"Life is mostly froth and bubble, two things stand like stone, kindness in another's trouble, courage in your own."
Adam Lindsay Gordon
It now seems like a distant memory, but sometime earlier this year I received a very nasty e-mail from one reader complaining about my view that dry-shippers like DRYS, GNK and DSX were a very well defined bubble. His basic argument was based on the low P/E ratio, high dividend yield and "hot prospects" for Chinese growth. Now after an almost 90% decline the lesson for all of us is very clear- trailing P/E are pretty much worthless and there is no such thing as a "super cycle" in the commodity business. I only hope he did not have too much of his net worth tied up in these stocks...
Oct. 24 (Bloomberg) -- The 90 percent tumble in the global benchmark for commodity shipping costs since May exceeded the Dow Jones Industrial Average's plunge during the Great Depression, signaling globalization is ``the biggest bubble of them all,'' Bespoke Investment Group LLC said.The CHART OF THE DAY shows the rise and fall of the Baltic Dry Index, a measure of freight costs on international trade routes, along with three other bubbles during the past decade identified by Bespoke: The Nasdaq Composite Index of technology stocks, the Standard & Poor's Supercomposite Homebuilding Index and the CSI 300 Index, a benchmark for Chinese equities.

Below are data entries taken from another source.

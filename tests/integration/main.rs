//! Integration test driver for `tests/integration/` submodule.
//!
//! Each `mod` below maps to a file that exercises a specific subsystem
//! against mock adapters. All tests run on the host with no real
//! hardware, processes, or sleeping.

mod failover_flow_tests;
mod mock_hw;
mod monitor_tests;
mod sampler_tests;
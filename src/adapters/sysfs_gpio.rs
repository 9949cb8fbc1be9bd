//! Button input through the sysfs GPIO interface.

use std::fs;
use std::io;
use std::path::PathBuf;

use embedded_hal::digital::{self, ErrorKind, ErrorType, InputPin};
use log::debug;

#[derive(Debug)]
pub struct GpioError(pub io::Error);

impl digital::Error for GpioError {
    fn kind(&self) -> ErrorKind {
        ErrorKind::Other
    }
}

impl core::fmt::Display for GpioError {
    fn fmt(&self, f: &mut core::fmt::Formatter<'_>) -> core::fmt::Result {
        write!(f, "gpio: {}", self.0)
    }
}

impl std::error::Error for GpioError {}

/// One input line under `/sys/class/gpio/gpioN`.
pub struct SysfsButtonPin {
    value: PathBuf,
}

impl SysfsButtonPin {
    /// Export `line` (if needed) and configure it as an input.
    pub fn open(line: u32) -> Result<Self, GpioError> {
        Self::open_in("/sys/class/gpio", line)
    }

    pub fn open_in(root: impl Into<PathBuf>, line: u32) -> Result<Self, GpioError> {
        let root = root.into();
        let dir = root.join(format!("gpio{line}"));
        if !dir.exists() {
            debug!("Exporting GPIO {line}");
            fs::write(root.join("export"), line.to_string()).map_err(GpioError)?;
        }
        fs::write(dir.join("direction"), "in").map_err(GpioError)?;
        Ok(Self {
            value: dir.join("value"),
        })
    }
}

impl ErrorType for SysfsButtonPin {
    type Error = GpioError;
}

impl InputPin for SysfsButtonPin {
    fn is_high(&mut self) -> Result<bool, Self::Error> {
        let raw = fs::read_to_string(&self.value).map_err(GpioError)?;
        Ok(raw.trim() == "1")
    }

    fn is_low(&mut self) -> Result<bool, Self::Error> {
        self.is_high().map(|high| !high)
    }
}

#[cfg(test)]
mod tests {
    use super::*;

    #[test]
    fn reads_exported_line() {
        let root = std::env::temp_dir().join(format!("sitewatch-gpio-{}", std::process::id()));
        let dir = root.join("gpio4");
        fs::create_dir_all(&dir).unwrap();
        fs::write(dir.join("value"), "1\n").unwrap();

        let mut pin = SysfsButtonPin::open_in(&root, 4).unwrap();
        assert_eq!(fs::read_to_string(dir.join("direction")).unwrap(), "in");
        assert!(pin.is_high().unwrap());
        fs::write(dir.join("value"), "0\n").unwrap();
        assert!(pin.is_low().unwrap());
        fs::remove_dir_all(&root).unwrap();
    }
}
//! Task runtime.
//!
//! Every sampler, the monitor, the display and the failover trigger run as
//! their own named OS thread executing a sleep-then-act loop at a fixed
//! period. There is no shared scheduler and no task waits on another; they
//! meet only in [`SharedReadings`](crate::state::SharedReadings).
//!
//! ```text
//!  climate ─┐                        ┌─ display
//!  uplink  ─┼──▶ SharedReadings ◀────┼─ monitor ──▶ notifier
//!  power   ─┤                        │     │
//!  button  ─┘                        │     ▼ failover_requested
//!                                    └─ failover ──▶ dial-up link
//! ```
//!
//! Shutdown is cooperative: sleeps are sliced so the [`Shutdown`] flag is
//! noticed quickly. The main thread joins the display task (which clears
//! the panel) and the failover task (which hangs up a dialed link) before
//! exiting; the sampler and monitor threads are not joined.

use std::sync::Arc;
use std::sync::atomic::{AtomicBool, Ordering};
use std::thread::JoinHandle;
use std::time::{Duration, Instant};

use embedded_hal::delay::DelayNs;
use log::{error, info};

/// Longest uninterrupted sleep inside a periodic loop.
const SLEEP_SLICE: Duration = Duration::from_millis(250);

/// Process-wide stop flag.
#[derive(Debug, Clone, Default)]
pub struct Shutdown(Arc<AtomicBool>);

impl Shutdown {
    pub fn new() -> Self {
        Self::default()
    }

    pub fn trigger(&self) {
        self.0.store(true, Ordering::Release);
    }

    pub fn is_triggered(&self) -> bool {
        self.0.load(Ordering::Acquire)
    }

    /// Sleep for `period`, returning early (with `false`) on shutdown.
    pub fn sleep(&self, period: Duration) -> bool {
        let deadline = Instant::now() + period;
        loop {
            if self.is_triggered() {
                return false;
            }
            let now = Instant::now();
            if now >= deadline {
                return true;
            }
            std::thread::sleep((deadline - now).min(SLEEP_SLICE));
        }
    }

    /// A [`DelayNs`] that ends early once shutdown is triggered.
    pub fn delay(&self) -> ShutdownDelay {
        ShutdownDelay(self.clone())
    }
}

/// Blocking delay cut short by [`Shutdown`].
#[derive(Debug, Clone)]
pub struct ShutdownDelay(Shutdown);

impl DelayNs for ShutdownDelay {
    fn delay_ns(&mut self, ns: u32) {
        let _ = self.0.sleep(Duration::from_nanos(ns.into()));
    }

    fn delay_ms(&mut self, ms: u32) {
        let _ = self.0.sleep(Duration::from_millis(ms.into()));
    }
}

/// Blocking delay backed by `std::thread::sleep`.
#[derive(Debug, Clone, Copy, Default)]
pub struct StdDelay;

impl DelayNs for StdDelay {
    fn delay_ns(&mut self, ns: u32) {
        std::thread::sleep(Duration::from_nanos(ns.into()));
    }

    fn delay_ms(&mut self, ms: u32) {
        std::thread::sleep(Duration::from_millis(ms.into()));
    }
}

/// Milliseconds since the clock was created.
#[derive(Debug, Clone, Copy)]
pub struct MonotonicClock(Instant);

impl Default for MonotonicClock {
    fn default() -> Self {
        Self::new()
    }
}

impl MonotonicClock {
    pub fn new() -> Self {
        Self(Instant::now())
    }

    pub fn now_ms(&self) -> u64 {
        self.0.elapsed().as_millis() as u64
    }
}

/// Spawn a named thread.
///
/// Thread creation only fails when the OS is out of resources, in which
/// case the monitor cannot run at all.
pub fn spawn_task(
    name: &'static str,
    stack_kb: usize,
    f: impl FnOnce() + Send + 'static,
) -> std::io::Result<JoinHandle<()>> {
    info!("Spawning '{}' (stack={}KB)", name, stack_kb);
    std::thread::Builder::new()
        .name(name.into())
        .stack_size(stack_kb * 1024)
        .spawn(f)
}

/// Run `step` every `period` until shutdown or until `step` fails.
///
/// A failing step is fatal for this task only: it is logged and the loop
/// ends, while every other task keeps running on the last values this one
/// published.
pub fn run_periodic<E: core::fmt::Display>(
    name: &str,
    period: Duration,
    shutdown: &Shutdown,
    mut step: impl FnMut() -> Result<(), E>,
) {
    info!("Task '{}' running every {:?}", name, period);
    while !shutdown.is_triggered() {
        if let Err(e) = step() {
            error!("Task '{}' stopped: {}", name, e);
            return;
        }
        if !shutdown.sleep(period) {
            break;
        }
    }
    info!("Task '{}' exiting", name);
}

The Baltic Dry Index's drop from its peak just five months ago surpassed all of those, along with the Dow's 89 percent retreat from 1929 to 1932, according to Bespoke
source: bloomberg.com
The moral of the story in my opinion is that, while the current prevailing argument on MOS and POT is that they are cheap "growth stocks" because of their low P/Es, market history suggests that their "bubble story might not be quite over yet, as both are still trading at prices much higher than as recent as 2007 and are clearly in the commodity market coming off of it's super cycle...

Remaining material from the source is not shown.